Son muchos los puntos.

Son tantos los tantos.

¡Tu, tun!

Remate y punto para el Tenerife de España.

¡Tu, tun!

Me abrazo con mis compañeras del Agnesi, de la liga italiana. ¡Vamos!, grito apretando ambos puños.

¡Tu, tun!

Punto para la Selección argentina.

¡Tu, tun!

El vóley es el gozo de lo milimétrico, la celebración de la exactitud. El remate se compone de tres acciones simultáneas: salto, coordinación de brazos y golpe, todo sincronizado con la trayectoria de la pelota, la altura de la red, los límites de la cancha, la posición de defensa del rival y los brazos en alto que bloquean.

¡Tu, tun!

Pegar antes no sirve; pegar después, tampoco. No hay margen: o se es preciso o se sufre un punto en contra.

¡Tu, tun!

¡Cuántos golpes de estos llevo en mi memoria, imborrables! Golpes propios y de compañeras.

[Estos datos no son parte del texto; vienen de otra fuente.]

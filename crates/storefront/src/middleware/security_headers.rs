//! Security headers middleware for XSS, clickjacking, and isolation protection.
//!
//! Adds restrictive security headers to all responses. Start locked down and
//! loosen only when specific functionality requires it.

use axum::{
    extract::Request,
    http::{
        HeaderName, HeaderValue,
        header::{
            CONTENT_SECURITY_POLICY, REFERRER_POLICY, X_CONTENT_TYPE_OPTIONS, X_FRAME_OPTIONS,
        },
    },
    middleware::Next,
    response::Response,
};

use super::csp::CspNonce;

/// Origin the HTMX runtime is loaded from.
pub const HTMX_ORIGIN: &str = "https://unpkg.com";

/// Build the Content-Security-Policy for a response.
///
/// Product images are hosted wherever sellers upload them, so `img-src`
/// allows any HTTPS origin plus `data:` placeholders.
#[must_use]
pub fn content_security_policy(nonce: Option<&CspNonce>) -> String {
    let script_src = nonce.map_or_else(
        || format!("'self' {HTMX_ORIGIN}"),
        |nonce| format!("'self' {HTMX_ORIGIN} {}", nonce.source()),
    );

    format!(
        "default-src 'none'; \
         script-src {script_src}; \
         style-src 'self'; \
         font-src 'self'; \
         img-src 'self' https: data:; \
         connect-src 'self'; \
         frame-src 'none'; \
         object-src 'none'; \
         base-uri 'self'; \
         form-action 'self'; \
         frame-ancestors 'none'"
    )
}

/// Add security headers to all responses.
///
/// Headers applied:
/// - `X-Frame-Options: DENY` - Prevent clickjacking
/// - `X-Content-Type-Options: nosniff` - Prevent MIME sniffing
/// - `Referrer-Policy: same-origin` - No referrer leakage to other sites
/// - `Content-Security-Policy` - Strict CSP with the per-request nonce
/// - `Permissions-Policy` - Deny sensitive features
/// - `Cache-Control: no-store, max-age=0` - Prevent caching sensitive data
/// - `Cross-Origin-Opener-Policy: same-origin` - Process isolation
/// - `Cross-Origin-Resource-Policy: same-origin` - Resource isolation
/// - `X-DNS-Prefetch-Control: off` - Prevent DNS prefetch leakage
/// - `Strict-Transport-Security` - Only when `secure` is set
pub async fn security_headers_middleware(secure: bool, request: Request, next: Next) -> Response {
    let mut response = next.run(request).await;
    let csp = content_security_policy(response.extensions().get::<CspNonce>());
    let headers = response.headers_mut();

    // Prevent clickjacking
    headers.insert(X_FRAME_OPTIONS, HeaderValue::from_static("DENY"));

    // Prevent MIME sniffing
    headers.insert(X_CONTENT_TYPE_OPTIONS, HeaderValue::from_static("nosniff"));

    // The login page reads `next` from its own query, never from Referer
    headers.insert(REFERRER_POLICY, HeaderValue::from_static("same-origin"));

    match HeaderValue::from_str(&csp) {
        Ok(value) => {
            headers.insert(CONTENT_SECURITY_POLICY, value);
        }
        Err(e) => tracing::error!(error = %e, "Failed to build CSP header"),
    }

    headers.insert(
        HeaderName::from_static("permissions-policy"),
        HeaderValue::from_static(
            "accelerometer=(), \
             autoplay=(), \
             browsing-topics=(), \
             camera=(), \
             display-capture=(), \
             geolocation=(), \
             gyroscope=(), \
             hid=(), \
             magnetometer=(), \
             microphone=(), \
             midi=(), \
             payment=(), \
             serial=(), \
             usb=(), \
             xr-spatial-tracking=()",
        ),
    );

    // Cart and account pages are per-visitor; static assets set their own
    headers
        .entry(HeaderName::from_static("cache-control"))
        .or_insert(HeaderValue::from_static("no-store, max-age=0"));

    headers.insert(
        HeaderName::from_static("cross-origin-opener-policy"),
        HeaderValue::from_static("same-origin"),
    );

    headers.insert(
        HeaderName::from_static("cross-origin-resource-policy"),
        HeaderValue::from_static("same-origin"),
    );

    headers.insert(
        HeaderName::from_static("x-dns-prefetch-control"),
        HeaderValue::from_static("off"),
    );

    if secure {
        headers.insert(
            HeaderName::from_static("strict-transport-security"),
            HeaderValue::from_static("max-age=63072000; includeSubDomains"),
        );
    }

    response
}
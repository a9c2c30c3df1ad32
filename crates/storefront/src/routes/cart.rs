//! Cart route handlers.
//!
//! Cart operations use HTMX for dynamic updates without full page reloads.
//! Every mutation answers HTMX with a fragment plus out-of-band toasts and
//! a `cart-updated` trigger; plain form posts get a toast and a redirect.

use askama::Template;
use askama_web::WebTemplate;
use axum::{
    Form,
    extract::State,
    response::{AppendHeaders, IntoResponse, Redirect, Response},
};
use serde::Deserialize;
use tower_sessions::Session;
use tracing::instrument;

use marketstall_core::{CurrencyCode, Price, ProductId};

use crate::backend::ApiError;
use crate::config::CheckoutConfig;
use crate::error::{AppError, Result, add_breadcrumb};
use crate::filters;
use crate::middleware::{CART_UPDATED_EVENT, HX_TRIGGER, HxRequest, Page};
use crate::models::{Cart, CartError, CartItem, Checkout, OrderSummary, Toast};
use crate::state::AppState;

// =============================================================================
// View Models
// =============================================================================

/// Cart line display data for templates.
#[derive(Clone, Debug)]
pub struct CartLineView {
    pub id: String,
    pub name: String,
    pub image: Option<String>,
    pub quantity: u32,
    pub price: String,
    pub line_total: String,
}

/// Cart display data for templates.
#[derive(Clone, Debug)]
pub struct CartView {
    pub lines: Vec<CartLineView>,
    pub item_count: u32,
    pub subtotal: String,
    pub shipping: String,
    pub tax: String,
    pub total: String,
    /// Extra spend needed for free shipping, when a threshold applies.
    pub free_shipping_gap: Option<String>,
}

impl CartView {
    /// Build the view with prices formatted in the store currency.
    #[must_use]
    pub fn new(cart: &Cart, rules: &CheckoutConfig) -> Self {
        let currency: CurrencyCode = rules.currency;
        let money = |amount| Price::new(amount, currency).to_string();
        let summary = OrderSummary::compute(cart, rules);

        let free_shipping_gap = rules
            .free_shipping_over
            .filter(|threshold| !cart.is_empty() && summary.subtotal < *threshold)
            .map(|threshold| money(threshold - summary.subtotal));

        Self {
            lines: cart
                .items()
                .iter()
                .map(|item| CartLineView {
                    id: item.id.to_string(),
                    name: item.name.clone(),
                    image: item.image().map(str::to_string),
                    quantity: item.quantity,
                    price: money(item.price),
                    line_total: money(item.line_total()),
                })
                .collect(),
            item_count: cart.item_count(),
            subtotal: money(summary.subtotal),
            shipping: money(summary.shipping),
            tax: money(summary.tax),
            total: money(summary.total),
            free_shipping_gap,
        }
    }

    #[must_use]
    pub fn is_empty(&self) -> bool {
        self.lines.is_empty()
    }
}

// =============================================================================
// Forms
// =============================================================================

/// Add to cart form data.
#[derive(Debug, Deserialize)]
pub struct AddToCartForm {
    pub product_id: String,
    pub quantity: Option<u32>,
}

/// Update cart form data.
#[derive(Debug, Deserialize)]
pub struct UpdateCartForm {
    pub product_id: String,
    pub quantity: u32,
}

/// Form naming a single cart line.
#[derive(Debug, Deserialize)]
pub struct LineForm {
    pub product_id: String,
}

// =============================================================================
// Templates
// =============================================================================

/// Cart page template.
#[derive(Template, WebTemplate)]
#[template(path = "cart/show.html")]
pub struct CartShowTemplate {
    pub page: Page,
    pub cart: CartView,
}

/// Cart items fragment template (for HTMX).
#[derive(Template, WebTemplate)]
#[template(path = "partials/cart_items.html")]
pub struct CartItemsTemplate {
    pub cart: CartView,
    pub toasts: Vec<Toast>,
}

/// Cart count badge fragment template (for HTMX).
#[derive(Template, WebTemplate)]
#[template(path = "partials/cart_count.html")]
pub struct CartCountTemplate {
    pub count: u32,
    pub toasts: Vec<Toast>,
}

// =============================================================================
// Handlers
// =============================================================================

/// Display cart page.
#[instrument(skip_all)]
pub async fn show(State(state): State<AppState>, session: Session, page: Page) -> impl IntoResponse {
    let cart = Cart::load(&session).await;

    CartShowTemplate {
        page,
        cart: CartView::new(&cart, &state.config().checkout),
    }
}

/// Get cart count badge (HTMX).
#[instrument(skip_all)]
pub async fn count(session: Session) -> impl IntoResponse {
    CartCountTemplate {
        count: Cart::load(&session).await.item_count(),
        toasts: Vec::new(),
    }
}

/// Add item to cart.
///
/// The line is built from the backend's product record, never from
/// client-posted names or prices. HTMX gets the refreshed badge.
#[instrument(skip(state, session, form), fields(product_id = %form.product_id))]
pub async fn add(
    State(state): State<AppState>,
    session: Session,
    HxRequest(htmx): HxRequest,
    Form(form): Form<AddToCartForm>,
) -> Result<Response> {
    let mut cart = Cart::load(&session).await;
    let quantity = form.quantity.unwrap_or(1);

    let toast = match add_product(&state, &mut cart, &form.product_id, quantity).await {
        Ok(toast) => {
            cart.save(&session).await?;
            add_breadcrumb("cart", "Added item", Some(&[("product_id", form.product_id.as_str())]));
            toast
        }
        Err(toast) => toast,
    };

    if htmx {
        return Ok((
            AppendHeaders([(HX_TRIGGER, CART_UPDATED_EVENT)]),
            CartCountTemplate {
                count: cart.item_count(),
                toasts: vec![toast],
            },
        )
            .into_response());
    }

    toast.push(&session).await;
    Ok(Redirect::to("/cart").into_response())
}

/// Look up the product and add it, describing the outcome as a toast.
async fn add_product(
    state: &AppState,
    cart: &mut Cart,
    raw_id: &str,
    quantity: u32,
) -> std::result::Result<Toast, Toast> {
    let id = ProductId::parse(raw_id).map_err(|_| Toast::error("That product could not be found."))?;

    let product = state.api().get_product(&id).await.map_err(|e| {
        if !matches!(e, ApiError::NotFound(_)) {
            tracing::warn!(error = %e, "Product lookup failed during add to cart");
        }
        Toast::error(e.user_message())
    })?;

    let outcome = cart
        .add(CartItem::from_product(&product, quantity))
        .map_err(|e| match e {
            CartError::OutOfStock => Toast::error(format!("{} is out of stock.", product.name)),
            other => Toast::error(AppError::from(other).user_message()),
        })?;

    Ok(if outcome.clamped {
        limited(&product.name, outcome.quantity)
    } else {
        Toast::success(format!("Added {} to your cart.", product.name))
    })
}

fn limited(name: &str, quantity: u32) -> Toast {
    Toast::info(format!("Only {quantity} of {name} can be in your cart."))
}

/// Apply a mutation to an existing line and answer with the cart fragment.
///
/// The mutation reports whether the quantity was clamped to stock.
async fn mutate_line<F>(
    state: &AppState,
    session: &Session,
    htmx: bool,
    raw_id: &str,
    action: &'static str,
    mutation: F,
) -> Result<Response>
where
    F: FnOnce(&mut Cart, &ProductId) -> std::result::Result<bool, CartError>,
{
    let mut cart = Cart::load(session).await;
    let id = ProductId::parse(raw_id).map_err(|_| AppError::BadRequest("invalid product".to_string()))?;

    let mut toasts = Vec::new();
    match mutation(&mut cart, &id) {
        Ok(clamped) => {
            cart.save(session).await?;
            add_breadcrumb("cart", action, Some(&[("product_id", id.as_str())]));
            if let Some(line) = cart.get(&id).filter(|_| clamped) {
                toasts.push(limited(&line.name, line.quantity));
            }
            if cart.is_empty() {
                // Nothing left to check out
                Checkout::clear(session).await?;
            }
        }
        Err(e) => {
            tracing::debug!(error = %e, action, "Cart mutation rejected");
            toasts.push(Toast::error(AppError::from(e).user_message()));
        }
    }

    respond_with_cart(state, session, htmx, &cart, toasts).await
}

async fn respond_with_cart(
    state: &AppState,
    session: &Session,
    htmx: bool,
    cart: &Cart,
    toasts: Vec<Toast>,
) -> Result<Response> {
    if htmx {
        return Ok((
            AppendHeaders([(HX_TRIGGER, CART_UPDATED_EVENT)]),
            CartItemsTemplate {
                cart: CartView::new(cart, &state.config().checkout),
                toasts,
            },
        )
            .into_response());
    }

    for toast in toasts {
        toast.push(session).await;
    }
    Ok(Redirect::to("/cart").into_response())
}

/// Set a line's quantity.
#[instrument(skip(state, session, form), fields(product_id = %form.product_id))]
pub async fn update(
    State(state): State<AppState>,
    session: Session,
    HxRequest(htmx): HxRequest,
    Form(form): Form<UpdateCartForm>,
) -> Result<Response> {
    let quantity = form.quantity;
    mutate_line(&state, &session, htmx, &form.product_id, "Updated quantity", |cart, id| {
        cart.set_quantity(id, quantity).map(|outcome| outcome.clamped)
    })
    .await
}

/// Add one unit to a line.
#[instrument(skip(state, session, form), fields(product_id = %form.product_id))]
pub async fn increment(
    State(state): State<AppState>,
    session: Session,
    HxRequest(htmx): HxRequest,
    Form(form): Form<LineForm>,
) -> Result<Response> {
    mutate_line(&state, &session, htmx, &form.product_id, "Incremented", |cart, id| {
        cart.increment(id).map(|outcome| outcome.clamped)
    })
    .await
}

/// Remove one unit from a line; a single unit stays.
#[instrument(skip(state, session, form), fields(product_id = %form.product_id))]
pub async fn decrement(
    State(state): State<AppState>,
    session: Session,
    HxRequest(htmx): HxRequest,
    Form(form): Form<LineForm>,
) -> Result<Response> {
    mutate_line(&state, &session, htmx, &form.product_id, "Decremented", |cart, id| {
        cart.decrement(id).map(|_| false)
    })
    .await
}

/// Remove a line.
#[instrument(skip(state, session, form), fields(product_id = %form.product_id))]
pub async fn remove(
    State(state): State<AppState>,
    session: Session,
    HxRequest(htmx): HxRequest,
    Form(form): Form<LineForm>,
) -> Result<Response> {
    mutate_line(&state, &session, htmx, &form.product_id, "Removed item", |cart, id| {
        cart.remove(id)
            .map(|_| false)
            .ok_or_else(|| CartError::NotInCart(id.clone()))
    })
    .await
}

/// Empty the cart.
#[instrument(skip_all)]
pub async fn clear(
    State(state): State<AppState>,
    session: Session,
    HxRequest(htmx): HxRequest,
) -> Result<Response> {
    let mut cart = Cart::load(&session).await;
    cart.clear();
    cart.save(&session).await?;
    Checkout::clear(&session).await?;
    add_breadcrumb("cart", "Cleared cart", None);

    respond_with_cart(
        &state,
        &session,
        htmx,
        &cart,
        vec![Toast::info("Your cart is now empty.")],
    )
    .await
}

#[cfg(test)]
#[allow(clippy::unwrap_used)]
mod tests {
    use super::*;

    fn cart() -> Cart {
        let mut cart = Cart::default();
        cart.add(CartItem {
            id: ProductId::parse("p1").unwrap(),
            name: "Canvas Tote".to_string(),
            price: "12.50".parse().unwrap(),
            quantity: 2,
            product_images: Vec::new(),
            available: 10,
        })
        .unwrap();
        cart
    }

    #[test]
    fn test_cart_view_formats_money() {
        let view = CartView::new(&cart(), &CheckoutConfig::default());
        assert_eq!(view.item_count, 2);
        assert_eq!(view.lines[0].price, "$12.50");
        assert_eq!(view.lines[0].line_total, "$25.00");
        assert_eq!(view.subtotal, "$25.00");
        assert_eq!(view.shipping, "$5.00");
        assert_eq!(view.total, "$30.00");
        assert_eq!(view.free_shipping_gap.as_deref(), Some("$25.00"));
    }

    #[test]
    fn test_empty_cart_view() {
        let view = CartView::new(&Cart::default(), &CheckoutConfig::default());
        assert!(view.is_empty());
        assert_eq!(view.total, "$0.00");
        assert_eq!(view.free_shipping_gap, None);
    }
}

Vuelvo a los entrenamientos, después de tanto tiempo. El pasado de partidos jugados, de semifinales y finales, de los puntos que acerté y los que equivoqué, todo eso se hace presente. Miro al futuro pensando en el próximo partido.

Lo que no puedo imaginar es el golpe que viene.

2

Parece una exclamación de artes marciales el tu, tun; un golpe tras otro, una sucesión de detonaciones, apenas interrumpida por algún siseo de las suelas de las zapatillas sobre el piso de madera. Pelotas que hacen impacto contra la superficie, pelotas que son, en sí mismas, ensayos de uno o varios puntos posibles, repetición, descargas.

Es lo que se escucha en el gimnasio.

Una pelota detona de furia: la que remató no puede coordinar bien los horarios de deporte con las rutinas de familia, y le da bronca, y con bronca ejecuta su remate. Otra descarga la angustia de un marido que no encuentra trabajo. Otra, más allá, descarga la felicidad de un primer beso, el resultado positivo de unos estudios médicos. La relación con la madre, las cuentas que no se llegan a pagar, el hermano que vuelve de un viaje, la soberbia de un compañero de trabajo, el apetito de la victoria. Hay energía en cada pelota que choca contra el suelo.

Suenan como un timbal, como una batería, como un tambor, o como todo eso al mismo tiempo. Carecen de ritmo, no pueden componer una sola melodía. Parece el llamado de la tribu, la preparación al combate de una raza milenaria; son mujeres, madres, hermanas, hijas, todas entrenando.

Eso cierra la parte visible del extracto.